### Material for this exercise
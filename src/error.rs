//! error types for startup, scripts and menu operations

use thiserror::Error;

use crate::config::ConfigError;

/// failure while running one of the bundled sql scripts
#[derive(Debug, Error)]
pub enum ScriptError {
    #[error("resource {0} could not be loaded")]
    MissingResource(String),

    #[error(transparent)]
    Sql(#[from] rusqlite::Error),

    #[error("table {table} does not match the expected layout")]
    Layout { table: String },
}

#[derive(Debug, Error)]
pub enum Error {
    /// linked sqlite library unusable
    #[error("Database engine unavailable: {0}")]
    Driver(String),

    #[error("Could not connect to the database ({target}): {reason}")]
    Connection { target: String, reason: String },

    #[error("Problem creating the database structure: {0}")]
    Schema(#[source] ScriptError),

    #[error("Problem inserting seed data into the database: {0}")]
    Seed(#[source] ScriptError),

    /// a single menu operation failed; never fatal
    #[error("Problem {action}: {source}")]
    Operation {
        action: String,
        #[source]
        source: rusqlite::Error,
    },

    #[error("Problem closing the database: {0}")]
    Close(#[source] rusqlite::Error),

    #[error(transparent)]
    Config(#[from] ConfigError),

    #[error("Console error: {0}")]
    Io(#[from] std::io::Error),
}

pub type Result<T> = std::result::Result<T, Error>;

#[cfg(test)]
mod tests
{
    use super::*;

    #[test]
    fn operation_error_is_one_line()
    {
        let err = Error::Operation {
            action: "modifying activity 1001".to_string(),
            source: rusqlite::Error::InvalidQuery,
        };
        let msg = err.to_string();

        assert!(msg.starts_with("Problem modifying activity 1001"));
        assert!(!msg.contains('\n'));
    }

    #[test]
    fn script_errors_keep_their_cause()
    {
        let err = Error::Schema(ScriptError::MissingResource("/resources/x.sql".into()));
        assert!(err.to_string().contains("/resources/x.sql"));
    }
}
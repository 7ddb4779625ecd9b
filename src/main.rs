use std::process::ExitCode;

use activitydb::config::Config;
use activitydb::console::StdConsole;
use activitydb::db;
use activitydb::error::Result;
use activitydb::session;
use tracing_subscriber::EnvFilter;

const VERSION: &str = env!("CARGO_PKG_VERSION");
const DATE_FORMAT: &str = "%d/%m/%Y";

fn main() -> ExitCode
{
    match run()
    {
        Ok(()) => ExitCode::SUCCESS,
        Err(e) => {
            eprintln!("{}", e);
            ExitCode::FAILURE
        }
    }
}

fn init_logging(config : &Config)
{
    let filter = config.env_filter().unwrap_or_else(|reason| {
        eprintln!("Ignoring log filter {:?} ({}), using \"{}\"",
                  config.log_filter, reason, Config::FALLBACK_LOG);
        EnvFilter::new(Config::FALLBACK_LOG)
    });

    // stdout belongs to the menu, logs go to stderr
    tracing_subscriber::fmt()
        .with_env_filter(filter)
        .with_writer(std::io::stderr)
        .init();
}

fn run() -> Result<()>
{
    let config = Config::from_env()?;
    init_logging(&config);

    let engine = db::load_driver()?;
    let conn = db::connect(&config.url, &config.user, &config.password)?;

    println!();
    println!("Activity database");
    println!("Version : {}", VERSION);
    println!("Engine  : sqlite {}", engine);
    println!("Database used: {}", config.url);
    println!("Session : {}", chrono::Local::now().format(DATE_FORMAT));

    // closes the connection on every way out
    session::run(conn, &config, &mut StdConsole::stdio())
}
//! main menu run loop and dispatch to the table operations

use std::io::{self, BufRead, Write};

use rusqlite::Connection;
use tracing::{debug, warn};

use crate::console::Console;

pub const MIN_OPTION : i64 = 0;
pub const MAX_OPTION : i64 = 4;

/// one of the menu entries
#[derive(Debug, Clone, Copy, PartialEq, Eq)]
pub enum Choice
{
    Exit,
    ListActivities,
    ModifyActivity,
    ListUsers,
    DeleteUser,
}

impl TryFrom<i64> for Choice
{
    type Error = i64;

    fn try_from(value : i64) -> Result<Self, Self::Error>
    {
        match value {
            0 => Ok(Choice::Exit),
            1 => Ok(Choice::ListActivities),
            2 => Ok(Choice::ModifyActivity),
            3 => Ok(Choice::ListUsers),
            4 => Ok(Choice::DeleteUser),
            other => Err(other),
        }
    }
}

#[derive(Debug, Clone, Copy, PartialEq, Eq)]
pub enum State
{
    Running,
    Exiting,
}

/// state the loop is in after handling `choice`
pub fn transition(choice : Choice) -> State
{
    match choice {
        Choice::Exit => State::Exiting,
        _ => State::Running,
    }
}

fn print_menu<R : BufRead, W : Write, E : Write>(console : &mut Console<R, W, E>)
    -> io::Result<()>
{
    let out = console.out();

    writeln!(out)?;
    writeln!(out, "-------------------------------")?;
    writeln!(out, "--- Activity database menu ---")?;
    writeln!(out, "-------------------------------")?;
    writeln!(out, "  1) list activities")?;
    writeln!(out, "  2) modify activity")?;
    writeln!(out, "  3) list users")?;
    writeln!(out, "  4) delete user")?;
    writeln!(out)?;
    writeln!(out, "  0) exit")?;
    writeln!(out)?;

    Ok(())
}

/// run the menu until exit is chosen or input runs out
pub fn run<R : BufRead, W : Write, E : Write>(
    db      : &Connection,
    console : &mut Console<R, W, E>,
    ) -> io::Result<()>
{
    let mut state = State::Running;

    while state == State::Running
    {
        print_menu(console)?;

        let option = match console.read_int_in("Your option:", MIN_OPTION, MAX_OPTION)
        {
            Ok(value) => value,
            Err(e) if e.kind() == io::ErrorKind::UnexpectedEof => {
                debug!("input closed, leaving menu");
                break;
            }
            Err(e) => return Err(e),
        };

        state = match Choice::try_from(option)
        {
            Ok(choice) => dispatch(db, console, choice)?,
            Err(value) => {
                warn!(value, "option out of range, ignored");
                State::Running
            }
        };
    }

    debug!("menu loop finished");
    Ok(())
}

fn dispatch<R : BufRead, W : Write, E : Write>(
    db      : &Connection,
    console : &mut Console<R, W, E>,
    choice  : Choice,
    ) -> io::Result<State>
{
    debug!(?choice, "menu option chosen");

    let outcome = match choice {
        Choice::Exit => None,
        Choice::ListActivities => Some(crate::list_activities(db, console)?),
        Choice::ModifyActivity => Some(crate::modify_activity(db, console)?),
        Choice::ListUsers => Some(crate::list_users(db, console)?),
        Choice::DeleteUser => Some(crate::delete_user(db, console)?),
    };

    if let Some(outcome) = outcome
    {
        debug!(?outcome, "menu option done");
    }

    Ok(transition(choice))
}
######
- Your goal -
Retype each entry exactly, leaving none of them out.

- Answer section -
filename src/error.rs
//! error types for startup, scripts and menu operations

use thiserror::Error;

use crate::config::ConfigError;

/// failure while running one of the bundled sql scripts
#[derive(Debug, Error)]
pub enum ScriptError {
    #[error("resource {0} could not be loaded")]
    MissingResource(String),

    #[error(transparent)]
    Sql(#[from] rusqlite::Error),

    #[error("table {table} does not match the expected layout")]
    Layout { table: String },
}

#[derive(Debug, Error)]
pub enum Error {
    /// linked sqlite library unusable
    #[error("Database engine unavailable: {0}")]
    Driver(String),

    #[error("Could not connect to the database ({target}): {reason}")]
    Connection { target: String, reason: String },

    #[error("Problem creating the database structure: {0}")]
    Schema(#[source] ScriptError),

    #[error("Problem inserting seed data into the database: {0}")]
    Seed(#[source] ScriptError),

    /// a single menu operation failed; never fatal
    #[error("Problem {action}: {source}")]
    Operation {
        action: String,
        #[source]
        source: rusqlite::Error,
    },

    #[error("Problem closing the database: {0}")]
    Close(#[source] rusqlite::Error),

    #[error(transparent)]
    Config(#[from] ConfigError),

    #[error("Console error: {0}")]
    Io(#[from] std::io::Error),
}

pub type Result<T> = std::result::Result<T, Error>;

#[cfg(test)]
mod tests
{
    use super::*;

    #[test]
    fn operation_error_is_one_line()
    {
        let err = Error::Operation {
            action: "modifying activity 1001".to_string(),
            source: rusqlite::Error::InvalidQuery,
        };
        let msg = err.to_string();

        assert!(msg.starts_with("Problem modifying activity 1001"));
        assert!(!msg.contains('\n'));
    }

    #[test]
    fn script_errors_keep_their_cause()
    {
        let err = Error::Schema(ScriptError::MissingResource("/resources/x.sql".into()));
        assert!(err.to_string().contains("/resources/x.sql"));
    }
}
repository 7ddb4779625ecd9b
filename src/main.rs
use std::process::ExitCode;

use activitydb::config::Config;
use activitydb::console::StdConsole;
use activitydb::db;
use activitydb::error::Result;
use activitydb::session;
use tracing_subscriber::EnvFilter;

const VERSION: &str = env!("CARGO_PKG_VERSION");
const DATE_FORMAT: &str = "%d/%m/%Y";

fn main() -> ExitCode
{
    match run()
    {
        Ok(()) => ExitCode::SUCCESS,
        Err(e) => {
            eprintln!("{}", e);
            ExitCode::FAILURE
        }
    }
}

fn init_logging(config : &Config)
{
    let filter = config.env_filter().unwrap_or_else(|reason| {
        eprintln!("Ignoring log filter {:?} ({}), using \"{}\"",
                  config.log_filter, reason, Config::FALLBACK_LOG);
        EnvFilter::new(Config::FALLBACK_LOG)
    });

    // stdout belongs to the menu, logs go to stderr
    tracing_subscriber::fmt()
        .with_env_filter(filter)
        .with_writer(std::io::stderr)
        .init();
}

fn run() -> Result<()>
{
    let config = Config::from_env()?;
    init_logging(&config);

    let engine = db::load_driver()?;
    let conn = db::connect(&config.url, &config.user, &config.password)?;

    println!();
    println!("Activity database");
    println!("Version : {}", VERSION);
    println!("Engine  : sqlite {}", engine);
    println!("Database used: {}", config.url);
    println!("Session : {}", chrono::Local::now().format(DATE_FORMAT));

    // closes the connection on every way out
    session::run(conn, &config, &mut StdConsole::stdio())
}
//! main menu run loop and dispatch to the table operations

use std::io::{self, BufRead, Write};

use rusqlite::Connection;
use tracing::{debug, warn};

use crate::console::Console;

pub const MIN_OPTION : i64 = 0;
pub const MAX_OPTION : i64 = 4;

/// one of the menu entries
#[derive(Debug, Clone, Copy, PartialEq, Eq)]
pub enum Choice
{
    Exit,
    ListActivities,
    ModifyActivity,
    ListUsers,
    DeleteUser,
}

impl TryFrom<i64> for Choice
{
    type Error = i64;

    fn try_from(value : i64) -> Result<Self, Self::Error>
    {
        match value {
            0 => Ok(Choice::Exit),
            1 => Ok(Choice::ListActivities),
            2 => Ok(Choice::ModifyActivity),
            3 => Ok(Choice::ListUsers),
            4 => Ok(Choice::DeleteUser),
            other => Err(other),
        }
    }
}

#[derive(Debug, Clone, Copy, PartialEq, Eq)]
pub enum State
{
    Running,
    Exiting,
}

/// state the loop is in after handling `choice`
pub fn transition(choice : Choice) -> State
{
    match choice {
        Choice::Exit => State::Exiting,
        _ => State::Running,
    }
}

fn print_menu<R : BufRead, W : Write, E : Write>(console : &mut Console<R, W, E>)
    -> io::Result<()>
{
    let out = console.out();

    writeln!(out)?;
    writeln!(out, "-------------------------------")?;
    writeln!(out, "--- Activity database menu ---")?;
    writeln!(out, "-------------------------------")?;
    writeln!(out, "  1) list activities")?;
    writeln!(out, "  2) modify activity")?;
    writeln!(out, "  3) list users")?;
    writeln!(out, "  4) delete user")?;
    writeln!(out)?;
    writeln!(out, "  0) exit")?;
    writeln!(out)?;

    Ok(())
}

/// run the menu until exit is chosen or input runs out
pub fn run<R : BufRead, W : Write, E : Write>(
    db      : &Connection,
    console : &mut Console<R, W, E>,
    ) -> io::Result<()>
{
    let mut state = State::Running;

    while state == State::Running
    {
        print_menu(console)?;

        let option = match console.read_int_in("Your option:", MIN_OPTION, MAX_OPTION)
        {
            Ok(value) => value,
            Err(e) if e.kind() == io::ErrorKind::UnexpectedEof => {
                debug!("input closed, leaving menu");
                break;
            }
            Err(e) => return Err(e),
        };

        state = match Choice::try_from(option)
        {
            Ok(choice) => dispatch(db, console, choice)?,
            Err(value) => {
                warn!(value, "option out of range, ignored");
                State::Running
            }
        };
    }

    debug!("menu loop finished");
    Ok(())
}

fn dispatch<R : BufRead, W : Write, E : Write>(
    db      : &Connection,
    console : &mut Console<R, W, E>,
    choice  : Choice,
    ) -> io::Result<State>
{
    debug!(?choice, "menu option chosen");

    let outcome = match choice {
        Choice::Exit => None,
        Choice::ListActivities => Some(crate::list_activities(db, console)?),
        Choice::ModifyActivity => Some(crate::modify_activity(db, console)?),
        Choice::ListUsers => Some(crate::list_users(db, console)?),
        Choice::DeleteUser => Some(crate::delete_user(db, console)?),
    };

    if let Some(outcome) = outcome
    {
        debug!(?outcome, "menu option done");
    }

    Ok(transition(choice))
}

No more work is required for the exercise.